One of those clubs I couldn’t be in if I tried. But I think
both are a bit of a con. They suggest that mothering or being mothered is a
universal experience, and I simply do not believe that is true. It is true that
I don’t know how it feels to be a mother, but my friends who have children
don’t know how it feels to parent each other’s children either. My experience
of loving my husband is different to their experiences of loving theirs. There
is no equivalency when you talk about love, it’s always different – it’s unique
because it has to be, a reflection of a relationship between two complex
individuals.
My family is a perfect example of that. My mum loves us all
equally – but our relationships with her are as unique as we are.
Actually I take that back – she doesn’t love us all equally.
What a horrible trite phrase. Love is not measured in cups and ounces. I’ll
rephrase – she doesn’t love any of us more- or less than any of the others. She
loves us differently.
The measures of our love are different for myself and my
sisters for the rest of the year, for me it’s about how often I can get mum to
laugh at something she feels she shouldn’t, how often she comforts me by reminding me that time
passes and that when I look back I'll see things differently. I know that my sisters look at
different things, have their own in jokes and special memories. And yet this
one day a year we’re supposed to pick a generic card out of the rack and have
it express everything about our relationship, and it can’t. If even we as
sisters couldn't agree on one perfect card, then it has to be nonsense for
the rest of the world.
We could probably agree that '90's fashions weren't that kind on any of us though.... |
My beautiful unique mum on my wedding day (no idea what my nephew is doing with his nose there) |
My relationship with my mother isn’t generic.

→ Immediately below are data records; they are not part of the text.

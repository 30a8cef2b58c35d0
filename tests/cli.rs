// CLI argument handling: every invalid invocation prints the usage line on
// stdout and exits with status 1 before any workload is allocated.

use assert_cmd::Command;
use predicates::prelude::*;

fn bench() -> Command {
    Command::cargo_bin("transform_reduce").expect("binary built")
}

fn usage() -> impl Predicate<str> {
    predicate::str::contains("Usage: ").and(predicate::str::contains("<seq|par|par_unseq|unseq"))
}

#[test]
fn test_no_arguments() {
    bench().assert().code(1).stdout(usage());
}

#[test]
fn test_two_positionals() {
    bench().args(["seq", "par"]).assert().code(1).stdout(usage());
}

#[test]
fn test_unknown_token() {
    bench()
        .arg("bogus")
        .assert()
        .code(1)
        .stdout(usage())
        .stderr(predicate::str::contains("bogus"));
}

#[test]
fn test_token_spelling_is_exact() {
    bench().arg("par-unseq").assert().code(1).stdout(usage());
    bench().arg("SEQ").assert().code(1).stdout(usage());
}

#[test]
fn test_malformed_flag() {
    bench().args(["seq", "--threads", "many"]).assert().code(1).stdout(usage());
}

#[test]
fn test_zero_grain_is_a_usage_error() {
    for strategy in ["seq", "tbb"] {
        bench()
            .args([strategy, "--grain", "0"])
            .assert()
            .code(1)
            .stdout(usage())
            .stderr(predicate::str::contains("--grain"));
    }
}

#[test]
fn test_help_and_version_are_usage_errors() {
    for flag in ["--help", "-h", "--version", "-V"] {
        bench().arg(flag).assert().code(1).stdout(usage());
    }
}

// full-size runs allocate 4 GiB; run with `cargo test -- --ignored`
fn assert_single_report_line(strategy: &str) {
    let line = format!(r"^{}, result = \d+, duration = \d+us\n$", strategy);
    bench()
        .arg(strategy)
        .assert()
        .success()
        .stdout(predicate::str::is_match(line).expect("valid regex"));
}

#[test]
#[ignore]
fn test_full_run_seq() {
    assert_single_report_line("seq");
}

#[test]
#[ignore]
fn test_full_run_par() {
    assert_single_report_line("par");
}

#[test]
#[ignore]
fn test_full_run_par_unseq() {
    assert_single_report_line("par_unseq");
}

#[test]
#[ignore]
fn test_full_run_unseq() {
    assert_single_report_line("unseq");
}

#[test]
#[ignore]
fn test_full_run_tbb() {
    assert_single_report_line("tbb");
}

#[test]
#[ignore]
fn test_full_run_omp() {
    assert_single_report_line("omp");
}
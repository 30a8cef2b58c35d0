//! Error types for benchmark setup and execution

/// Result type for benchmark operations
pub type Result<T> = std::result::Result<T, BenchError>;

/// Errors that can occur while preparing or running a strategy
#[derive(Debug, thiserror::Error)]
pub enum BenchError {
    /// The dedicated rayon pool could not be created
    #[error("failed to build worker pool: {0}")]
    ThreadPool(#[from] rayon::ThreadPoolBuildError),

    /// Blocked ranges need at least one element per leaf
    #[error("grain size must be positive")]
    ZeroGrain,

    /// A fork-join team member panicked
    #[error("worker {worker} panicked in {region} region")]
    WorkerPanicked { worker: usize, region: &'static str },
}
// Diagnostics go to stderr so stdout only carries the report line.
// RUST_LOG overrides the default filter, e.g. RUST_LOG=transform_reduce_bench=debug

use std::sync::Once;

use tracing_subscriber::{fmt, EnvFilter};

const DEFAULT_FILTER: &str = "warn";

static INIT: Once = Once::new();

pub fn init() {
    INIT.call_once(|| {
        let filter = EnvFilter::try_from_default_env().unwrap_or_else(|_| EnvFilter::new(DEFAULT_FILTER));

        let _ = fmt()
            .with_writer(std::io::stderr)
            .with_env_filter(filter)
            .with_target(false)
            .try_init();
    });
}
// Reporter: exactly one stdout line per run
// text: seq, result = 268435456, duration = 1234us
// csv:  transform_reduce,rust,strategy=seq,N=536870912,T=8,result,268435456,duration,1234,us
// json: {"strategy":"seq","len":536870912,"threads":8,"result":268435456.0,"duration_us":1234}

use clap::ValueEnum;
use serde::Serialize;

use crate::strategies::Strategy;
use crate::timing::Measurement;

#[derive(Debug, Clone, Copy, Default, PartialEq, Eq, ValueEnum)]
pub enum OutputFormat {
    #[default]
    Text,
    Csv,
    Json,
}

#[derive(Debug, Serialize)]
pub struct RunReport {
    pub strategy: Strategy,
    pub len: usize,
    pub threads: usize,
    pub result: f64,
    pub duration_us: u64,
}

impl From<&Measurement> for RunReport {
    fn from(m: &Measurement) -> Self {
        Self {
            strategy: m.strategy,
            len: m.len,
            threads: m.threads,
            result: m.result,
            duration_us: u64::try_from(m.duration_us()).unwrap_or(u64::MAX),
        }
    }
}

pub fn render(m: &Measurement, format: OutputFormat) -> serde_json::Result<String> {
    let line = match format {
        OutputFormat::Text => m.to_string(),
        OutputFormat::Csv => format!(
            "transform_reduce,rust,strategy={},N={},T={},result,{},duration,{},us",
            m.strategy,
            m.len,
            m.threads,
            m.result,
            m.duration_us()
        ),
        OutputFormat::Json => serde_json::to_string(&RunReport::from(m))?,
    };
    Ok(line)
}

And neither is
yours. The universal mother concept sentimentalises a relationship
that is huge, and scary and feral in its immediacy. You may have a great
relationship with your mother, you may have a terrible one – you may never have
met her. The one thing we all share is that we were grown inside a woman’s
body, and that probably our relationship (or lack of) with that woman has
shaped us profoundly. But this day where we reduce those mothers into identikit
cookie cutter benign princesses is insulting to them as unique individual
women. By all means let’s celebrate our relationships with our mothers. Celebrate
it today. But not with generic sentiment, and mass produced mother’s day tat.
Go do the stuff your Mum loves to do with her, make her laugh over the phone,
buy her a spanner if she’d prefer that to a ‘world’s best mum’ mug (who wouldn’t
really), or maybe make your own card – or write her a love letter. I just did.